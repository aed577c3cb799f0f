//! Crate-internal log macros.
//!
//! With the `logging` feature each macro forwards to the `tracing` macro of
//! the same level. Without it they expand to nothing, so library users who
//! do not install a subscriber pay nothing.
//!
//! Call sites use them as statements:
//!
//! ```rust,ignore
//! use crate::logging::{debug, info};
//!
//! info!(packages = project.packages().len(), "loaded project");
//! debug!(directory = %dir.display(), files = group.files.len(), "read source group");
//! ```

// Named `log_*` and re-exported under the level names: a plain
// `macro_rules! warn` would clash with the built-in `#[warn]` attribute.

/// Very detailed internal steps: resolution attempts, allocations.
#[cfg(feature = "logging")]
macro_rules! log_trace {
    ($($arg:tt)*) => { tracing::trace!($($arg)*) };
}

#[cfg(not(feature = "logging"))]
macro_rules! log_trace {
    ($($arg:tt)*) => {};
}

/// Per-operation details: groups read, reports built.
#[cfg(feature = "logging")]
macro_rules! log_debug {
    ($($arg:tt)*) => { tracing::debug!($($arg)*) };
}

#[cfg(not(feature = "logging"))]
macro_rules! log_debug {
    ($($arg:tt)*) => {};
}

/// Lifecycle events such as a finished load.
#[cfg(feature = "logging")]
macro_rules! log_info {
    ($($arg:tt)*) => { tracing::info!($($arg)*) };
}

#[cfg(not(feature = "logging"))]
macro_rules! log_info {
    ($($arg:tt)*) => {};
}

/// Unexpected but handled: a signature that cannot be lowered, a released call.
#[cfg(feature = "logging")]
macro_rules! log_warn {
    ($($arg:tt)*) => { tracing::warn!($($arg)*) };
}

#[cfg(not(feature = "logging"))]
macro_rules! log_warn {
    ($($arg:tt)*) => {};
}

/// Failures that propagate as errors.
#[cfg(feature = "logging")]
macro_rules! log_error {
    ($($arg:tt)*) => { tracing::error!($($arg)*) };
}

#[cfg(not(feature = "logging"))]
macro_rules! log_error {
    ($($arg:tt)*) => {};
}

pub(crate) use log_debug as debug;
pub(crate) use log_error as error;
pub(crate) use log_info as info;
pub(crate) use log_trace as trace;
pub(crate) use log_warn as warn;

**TASK BRIEF:** Each entry given above is to be duplicated exactly.

**ANSWER AREA:**
repository aed577c3cb799f0f
//! Crate-internal log macros.
//!
//! With the `logging` feature each macro forwards to the `tracing` macro of
//! the same level. Without it they expand to nothing, so library users who
//! do not install a subscriber pay nothing.
//!
//! Call sites use them as statements:
//!
//! ```rust,ignore
//! use crate::logging::{debug, info};
//!
//! info!(packages = project.packages().len(), "loaded project");
//! debug!(directory = %dir.display(), files = group.files.len(), "read source group");
//! ```

// Named `log_*` and re-exported under the level names: a plain
// `macro_rules! warn` would clash with the built-in `#[warn]` attribute.

/// Very detailed internal steps: resolution attempts, allocations.
#[cfg(feature = "logging")]
macro_rules! log_trace {
    ($($arg:tt)*) => { tracing::trace!($($arg)*) };
}

#[cfg(not(feature = "logging"))]
macro_rules! log_trace {
    ($($arg:tt)*) => {};
}

/// Per-operation details: groups read, reports built.
#[cfg(feature = "logging")]
macro_rules! log_debug {
    ($($arg:tt)*) => { tracing::debug!($($arg)*) };
}

#[cfg(not(feature = "logging"))]
macro_rules! log_debug {
    ($($arg:tt)*) => {};
}

/// Lifecycle events such as a finished load.
#[cfg(feature = "logging")]
macro_rules! log_info {
    ($($arg:tt)*) => { tracing::info!($($arg)*) };
}

#[cfg(not(feature = "logging"))]
macro_rules! log_info {
    ($($arg:tt)*) => {};
}

/// Unexpected but handled: a signature that cannot be lowered, a released call.
#[cfg(feature = "logging")]
macro_rules! log_warn {
    ($($arg:tt)*) => { tracing::warn!($($arg)*) };
}

#[cfg(not(feature = "logging"))]
macro_rules! log_warn {
    ($($arg:tt)*) => {};
}

/// Failures that propagate as errors.
#[cfg(feature = "logging")]
macro_rules! log_error {
    ($($arg:tt)*) => { tracing::error!($($arg)*) };
}

#[cfg(not(feature = "logging"))]
macro_rules! log_error {
    ($($arg:tt)*) => {};
}

pub(crate) use log_debug as debug;
pub(crate) use log_error as error;
pub(crate) use log_info as info;
pub(crate) use log_trace as trace;
pub(crate) use log_warn as warn;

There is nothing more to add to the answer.